» BRIEF
Below are the data; count the lines with the string "super" in them and give that number only.

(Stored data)
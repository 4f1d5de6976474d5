//! Scheduling and readmission-risk core for the TibaSasa clinic service.
//!
//! The crate is synchronous and lock-free. A [`Session`] owns one
//! [`EntityStore`] and one [`AppointmentRegistry`]; the [`RiskScorer`] is
//! loaded once and can be shared read-only.

pub mod error;
pub mod models;
pub mod registry;
pub mod risk;
pub mod session;
pub mod store;

pub use error::{ModelLoadError, ScheduleError, ScoringError};
pub use models::*;
pub use registry::AppointmentRegistry;
pub use risk::{
    Classifier, FeatureRecord, LogisticRegression, RiskAssessment, RiskLabel, RiskScorer,
    FEATURE_COLUMNS, RISK_THRESHOLD,
};
pub use session::Session;
pub use store::EntityStore;
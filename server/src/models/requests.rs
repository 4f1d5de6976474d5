use chrono::{NaiveDate, NaiveDateTime, NaiveTime};
use serde::{Deserialize, Serialize};
use tibasasa_core::{Appointment, AppointmentSummary, Doctor, Patient};
use uuid::Uuid;

/// Generic list response.
#[derive(Debug, Clone, Serialize, Deserialize)]
pub struct Listing<T> {
    pub total: usize,
    pub entry: Vec<T>,
}

impl<T> From<Vec<T>> for Listing<T> {
    fn from(entry: Vec<T>) -> Self {
        Self {
            total: entry.len(),
            entry,
        }
    }
}

#[derive(Debug, Clone, Serialize, Deserialize)]
pub struct SessionCreated {
    pub session_id: Uuid,
}

#[derive(Debug, Clone, Deserialize)]
pub struct RegisterPatient {
    pub patient_id: String,
    pub name: String,
    pub phone_number: String,
    #[serde(default)]
    pub medical_history: String,
}

impl From<RegisterPatient> for Patient {
    fn from(req: RegisterPatient) -> Self {
        Patient::new(req.patient_id, req.name, req.phone_number, req.medical_history)
    }
}

#[derive(Debug, Clone, Deserialize)]
pub struct RegisterDoctor {
    pub doctor_id: String,
    pub name: String,
    pub specialization: String,
}

impl From<RegisterDoctor> for Doctor {
    fn from(req: RegisterDoctor) -> Self {
        Doctor::new(req.doctor_id, req.name, req.specialization)
    }
}

/// Scheduling form: date and time are picked separately and combined.
#[derive(Debug, Clone, Deserialize)]
pub struct ScheduleRequest {
    pub patient_id: String,
    pub doctor_id: String,
    pub appointment_date: NaiveDate,
    pub appointment_time: NaiveTime,
}

impl ScheduleRequest {
    pub fn appointment_datetime(&self) -> NaiveDateTime {
        NaiveDateTime::new(self.appointment_date, self.appointment_time)
    }
}

#[derive(Debug, Clone, Serialize, Deserialize)]
pub struct ScheduleResponse {
    pub appointment: Appointment,
    pub summary: AppointmentSummary,
    pub message: String,
}

#[derive(Debug, Clone, Serialize, Deserialize)]
pub struct ModelStatus {
    pub available: bool,
    #[serde(skip_serializing_if = "Option::is_none")]
    pub reason: Option<String>,
}
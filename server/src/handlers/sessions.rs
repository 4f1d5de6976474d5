use axum::{
    extract::{Path, State},
    http::StatusCode,
    Json,
};
use uuid::Uuid;

use super::ApiError;
use crate::models::SessionCreated;
use crate::state::AppState;

/// POST /sessions
/// Open a new session preloaded with the sample records
pub async fn create_session(State(state): State<AppState>) -> (StatusCode, Json<SessionCreated>) {
    let session_id = state.sessions.create();
    (StatusCode::CREATED, Json(SessionCreated { session_id }))
}

/// DELETE /sessions/:sid
pub async fn close_session(
    State(state): State<AppState>,
    Path(session_id): Path<Uuid>,
) -> Result<StatusCode, ApiError> {
    if state.sessions.close(session_id) {
        Ok(StatusCode::NO_CONTENT)
    } else {
        Err(ApiError::unknown_session(session_id))
    }
}
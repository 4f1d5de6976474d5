//! Readmission risk scoring.
//!
//! The classifier is an external artifact loaded once at startup. When it
//! fails to load, the [`RiskScorer`] stays in an unavailable state instead
//! of failing the process.

pub mod classifier;
pub mod features;
pub mod scorer;

pub use classifier::{Classifier, LogisticRegression, ModelArtifact};
pub use features::{FeatureRecord, FEATURE_COLUMNS};
pub use scorer::{RiskAssessment, RiskLabel, RiskScorer, RISK_THRESHOLD};
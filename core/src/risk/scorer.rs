use std::fmt;
use std::path::Path;
use std::sync::Arc;

use serde::{Deserialize, Serialize};

use super::classifier::{Classifier, LogisticRegression};
use super::features::FeatureRecord;
use crate::error::ScoringError;

/// Probabilities strictly above this are labelled higher risk.
pub const RISK_THRESHOLD: f64 = 0.5;

#[derive(Debug, Clone, Copy, PartialEq, Eq, Serialize, Deserialize)]
#[serde(rename_all = "lowercase")]
pub enum RiskLabel {
    Higher,
    Lower,
}

impl RiskLabel {
    pub fn from_probability(probability: f64) -> Self {
        if probability > RISK_THRESHOLD {
            Self::Higher
        } else {
            Self::Lower
        }
    }

    /// Sentence shown under the prediction result.
    pub fn message(&self) -> &'static str {
        match self {
            Self::Higher => "This patient has a higher predicted risk of readmission.",
            Self::Lower => "This patient has a lower predicted risk of readmission.",
        }
    }
}

impl fmt::Display for RiskLabel {
    fn fmt(&self, f: &mut fmt::Formatter<'_>) -> fmt::Result {
        match self {
            Self::Higher => f.write_str("higher risk"),
            Self::Lower => f.write_str("lower risk"),
        }
    }
}

/// Result of scoring one feature record.
#[derive(Debug, Clone, PartialEq, Serialize, Deserialize)]
pub struct RiskAssessment {
    pub probability: f64,
    /// Probability rounded for display, e.g. `"0.27"`.
    pub display: String,
    pub label: RiskLabel,
    pub message: String,
}

impl RiskAssessment {
    pub fn from_probability(probability: f64) -> Self {
        let label = RiskLabel::from_probability(probability);
        Self {
            probability,
            display: format!("{:.2}", probability),
            label,
            message: label.message().to_string(),
        }
    }
}

enum ModelState {
    Loaded(Arc<dyn Classifier>),
    Unavailable(String),
}

/// Adapter between feature records and the loaded classifier.
pub struct RiskScorer {
    state: ModelState,
}

impl RiskScorer {
    pub fn new(classifier: Arc<dyn Classifier>) -> Self {
        Self {
            state: ModelState::Loaded(classifier),
        }
    }

    /// A scorer whose every call reports the model as unavailable.
    pub fn unavailable(reason: impl Into<String>) -> Self {
        Self {
            state: ModelState::Unavailable(reason.into()),
        }
    }

    /// Load the artifact at `path`. A load failure is logged and yields an
    /// unavailable scorer rather than an error.
    pub fn load(path: impl AsRef<Path>) -> Self {
        let path = path.as_ref();
        match LogisticRegression::load(path) {
            Ok(model) => {
                tracing::info!("✓ Readmission risk model loaded from {}", path.display());
                Self::new(Arc::new(model))
            }
            Err(e) => {
                tracing::error!("✗ Readmission risk model not loaded: {}", e);
                Self::unavailable(e.to_string())
            }
        }
    }

    pub fn is_available(&self) -> bool {
        matches!(self.state, ModelState::Loaded(_))
    }

    /// Why scoring is disabled, if it is.
    pub fn unavailable_reason(&self) -> Option<&str> {
        match &self.state {
            ModelState::Loaded(_) => None,
            ModelState::Unavailable(reason) => Some(reason.as_str()),
        }
    }

    /// Positive-class probability for `features`.
    pub fn score(&self, features: &FeatureRecord) -> Result<f64, ScoringError> {
        match &self.state {
            ModelState::Loaded(model) => {
                let [_, p1] = model.predict_proba(&features.to_vector());
                Ok(p1)
            }
            ModelState::Unavailable(reason) => Err(ScoringError::ModelUnavailable(reason.clone())),
        }
    }

    /// Score and attach the display label.
    pub fn assess(&self, features: &FeatureRecord) -> Result<RiskAssessment, ScoringError> {
        let probability = self.score(features)?;
        tracing::debug!("Risk scored: {:.4} for {:?}", probability, features);
        Ok(RiskAssessment::from_probability(probability))
    }
}

impl fmt::Debug for RiskScorer {
    fn fmt(&self, f: &mut fmt::Formatter<'_>) -> fmt::Result {
        match &self.state {
            ModelState::Loaded(model) => f
                .debug_struct("RiskScorer")
                .field("backend", &model.backend_type())
                .finish(),
            ModelState::Unavailable(reason) => f
                .debug_struct("RiskScorer")
                .field("unavailable", reason)
                .finish(),
        }
    }
}
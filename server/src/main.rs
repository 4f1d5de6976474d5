use clap::Parser;
use tibasasa_core::RiskScorer;
use tibasasa_server::{AppState, ServerConfig};
use tracing_subscriber::{layer::SubscriberExt, util::SubscriberInitExt};

#[tokio::main]
async fn main() -> anyhow::Result<()> {
    // Initialize tracing
    tracing_subscriber::registry()
        .with(tracing_subscriber::EnvFilter::new(
            std::env::var("RUST_LOG").unwrap_or_else(|_| "info".into()),
        ))
        .with(tracing_subscriber::fmt::layer())
        .init();

    let config = ServerConfig::parse();

    // A missing or invalid model only disables prediction
    let scorer = RiskScorer::load(&config.model_path);
    if !scorer.is_available() {
        tracing::warn!("⚠ Readmission risk prediction is unavailable because the model could not be loaded");
    }

    let app = tibasasa_server::app(AppState::new(scorer));

    let listener = tokio::net::TcpListener::bind(config.bind).await?;
    tracing::info!("🚀 TibaSasa server running on http://{}", config.bind);

    axum::serve(listener, app).await?;

    Ok(())
}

» TASK ANSWER
3